Booze is an absolute no-no of course, with a spike in the production of hooch, an alcoholic beverage made with ingredients that can be sourced in prison, happening each Christmas.
Vanessa said: “Before Christmas you always do a search of the wings to find any hidden hooch brewing. At (Wormwood) Scrubs we had the first ‘Hooch Pooch’, which was trained to sniff it out.
“It’s dead easy to make – they can buy fruit from the canteen, they get bread at mealtimes which has the yeast in it. You add some fruit, some bread, some sugar, some water and you leave it in a bottle by a radiator. You leave it to ferment. It can make you go blind, it can kill you, it’s 100 percent alcohol.”
Volatile atmosphere
While there can be festive cheer among inmates, the Christmas period can also be a “difficult” time for staff with heightened emotions and incidents of violence.
Vanessa said: “Staff are having to deal with raised incidents of self-harm and violence. When you’re locking up 1,200 men who don’t want to be there it’s a difficult time. Most prisoners just want to get on with their sentence and get out but you have the odd few that want to try and beat the system.”
One incident the former prison boss recalls at London’s now-closed Holloway Prison, which housed Myra Hindley, led to a food fight. “Everything was fine, the women had been served lunch and they were having their Christmas pud,” she says. “Somebody argued that she didn’t get as big a piece everybody else and it just ended up in a free for all, with Christmas Dinner and turkey and cranberry sauce running down the ward.”
Other incidents were more serious in nature. “I’ve had serious incidents of attempted suicide, we’ve had self harm, prisoner on prisoner violence,” says the retired governor. “All sorts of incidents over the years – little things can seem much more important at that time of year. They get phone calls to their families but it’s not necessarily the same thing as seeing your partner or children.”
The ‘lowest of the low’
Vanessa says: “There’s no differentiation whether you’re a serial killer or whether you’re someone who’s been done for driving dangerously. Prisoners are all treated the same. The punishment of prison is the removal of liberty – at the end of the day you’ve got to treat prisoners with humanity and decency because that’s what a professional prison officer does.”
From killers including Levi Bellfield – who is serving whole life terms for murdering schoolgirl Milly Dowler, Amelie Delagrange, 22, and Marsha McDonnell, 19 – to Mark Bridger, who was caged for life for murdering five-year-old April Jones, Christmas dinner will be served. But every aspect of prison life as a notorious killer needs risk assessment.

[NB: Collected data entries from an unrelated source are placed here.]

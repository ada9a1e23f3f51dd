// ⏰ Temporal helpers - one place for every time/date <-> text conversion
//
// Two kinds of time live in the database:
// 1. System time: when a row was created/updated/superseded (UTC timestamp)
// 2. Business time: the calendar date a transaction happened (no time, no zone)
//
// System timestamps are always written with microsecond precision and a literal
// `Z` suffix, so the stored strings are fixed-width and sort chronologically.

use chrono::{DateTime, NaiveDate, SecondsFormat, Utc};
use rusqlite::types::Type;
use rusqlite::Row;

use crate::error::{Error, Result};

/// Calendar date format used for `transaction_date`.
pub const DATE_FORMAT: &str = "%Y-%m-%d";

// ============================================================================
// SYSTEM TIME (UTC timestamps)
// ============================================================================

/// Current UTC time as an ISO 8601 string, e.g. `2025-12-27T10:00:00.123456Z`.
pub fn now() -> String {
    to_timestamp(Utc::now())
}

pub fn to_timestamp(dt: DateTime<Utc>) -> String {
    dt.to_rfc3339_opts(SecondsFormat::Micros, true)
}

pub fn parse_timestamp(value: &str) -> Result<DateTime<Utc>> {
    DateTime::parse_from_rfc3339(value)
        .map(|dt| dt.with_timezone(&Utc))
        .map_err(|e| Error::Validation(format!("invalid timestamp '{}': {}", value, e)))
}

// ============================================================================
// BUSINESS TIME (calendar dates)
// ============================================================================

pub fn to_datestring(date: NaiveDate) -> String {
    date.format(DATE_FORMAT).to_string()
}

pub fn parse_date(value: &str) -> Result<NaiveDate> {
    NaiveDate::parse_from_str(value.trim(), DATE_FORMAT)
        .map_err(|e| Error::Validation(format!("invalid date '{}' (expected YYYY-MM-DD): {}", value, e)))
}

// ============================================================================
// ROW DECODING
// ============================================================================

fn conversion_error(row: &Row<'_>, column: &str, err: chrono::ParseError) -> rusqlite::Error {
    let idx = row.as_ref().column_index(column).unwrap_or(0);
    rusqlite::Error::FromSqlConversionFailure(idx, Type::Text, Box::new(err))
}

pub(crate) fn timestamp_column(row: &Row<'_>, column: &str) -> rusqlite::Result<DateTime<Utc>> {
    let raw: String = row.get(column)?;
    DateTime::parse_from_rfc3339(&raw)
        .map(|dt| dt.with_timezone(&Utc))
        .map_err(|e| conversion_error(row, column, e))
}

pub(crate) fn optional_timestamp_column(
    row: &Row<'_>,
    column: &str,
) -> rusqlite::Result<Option<DateTime<Utc>>> {
    let raw: Option<String> = row.get(column)?;
    match raw {
        Some(raw) => DateTime::parse_from_rfc3339(&raw)
            .map(|dt| Some(dt.with_timezone(&Utc)))
            .map_err(|e| conversion_error(row, column, e)),
        None => Ok(None),
    }
}

pub(crate) fn date_column(row: &Row<'_>, column: &str) -> rusqlite::Result<NaiveDate> {
    let raw: String = row.get(column)?;
    NaiveDate::parse_from_str(&raw, DATE_FORMAT).map_err(|e| conversion_error(row, column, e))
}

#[cfg(test)]
mod tests {
    use super::*;
    use chrono::TimeZone;

    #[test]
    fn test_timestamp_has_z_suffix_and_micros() {
        let dt = Utc.with_ymd_and_hms(2025, 12, 27, 10, 30, 0).unwrap();
        assert_eq!(to_timestamp(dt), "2025-12-27T10:30:00.000000Z");

        let stamp = now();
        assert!(stamp.ends_with('Z'));
        assert_eq!(stamp.len(), "2025-12-27T10:30:00.000000Z".len());
    }

    #[test]
    fn test_timestamp_round_trip() {
        let dt = Utc.with_ymd_and_hms(2024, 2, 29, 23, 59, 59).unwrap();
        assert_eq!(parse_timestamp(&to_timestamp(dt)).unwrap(), dt);
        assert!(parse_timestamp("yesterday").is_err());
    }

    #[test]
    fn test_timestamps_sort_chronologically_as_text() {
        let earlier = to_timestamp(Utc.with_ymd_and_hms(2025, 1, 1, 0, 0, 0).unwrap());
        let later = to_timestamp(Utc.with_ymd_and_hms(2025, 1, 1, 0, 0, 1).unwrap());
        assert!(earlier < later);
    }

    #[test]
    fn test_date_strings() {
        let date = NaiveDate::from_ymd_opt(2025, 6, 15).unwrap();
        assert_eq!(to_datestring(date), "2025-06-15");
        assert_eq!(parse_date("2025-06-15").unwrap(), date);
        assert!(parse_date("06/15/2025").is_err());
    }
}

“If you take Letby, we know that she’s on a vulnerable prisoner unit where she’s with like-minded individuals who have murdered children so the risk is lowered then,” says Vanessa of the serial killer reportedly housed in HMP Low Newton in Durham alongside fellow whole-lifer Joanna Dennehy, who killed three men in a 12 day murdering spree.
“Child killers, child abusers, rapists are seen as the lowest of the low by other prisoners. The likes of Dennehy (also thought to be housed in HMP Low Newton) would think nothing of trying to get to somebody like Letby – I imagine she’s kept very far away from her.”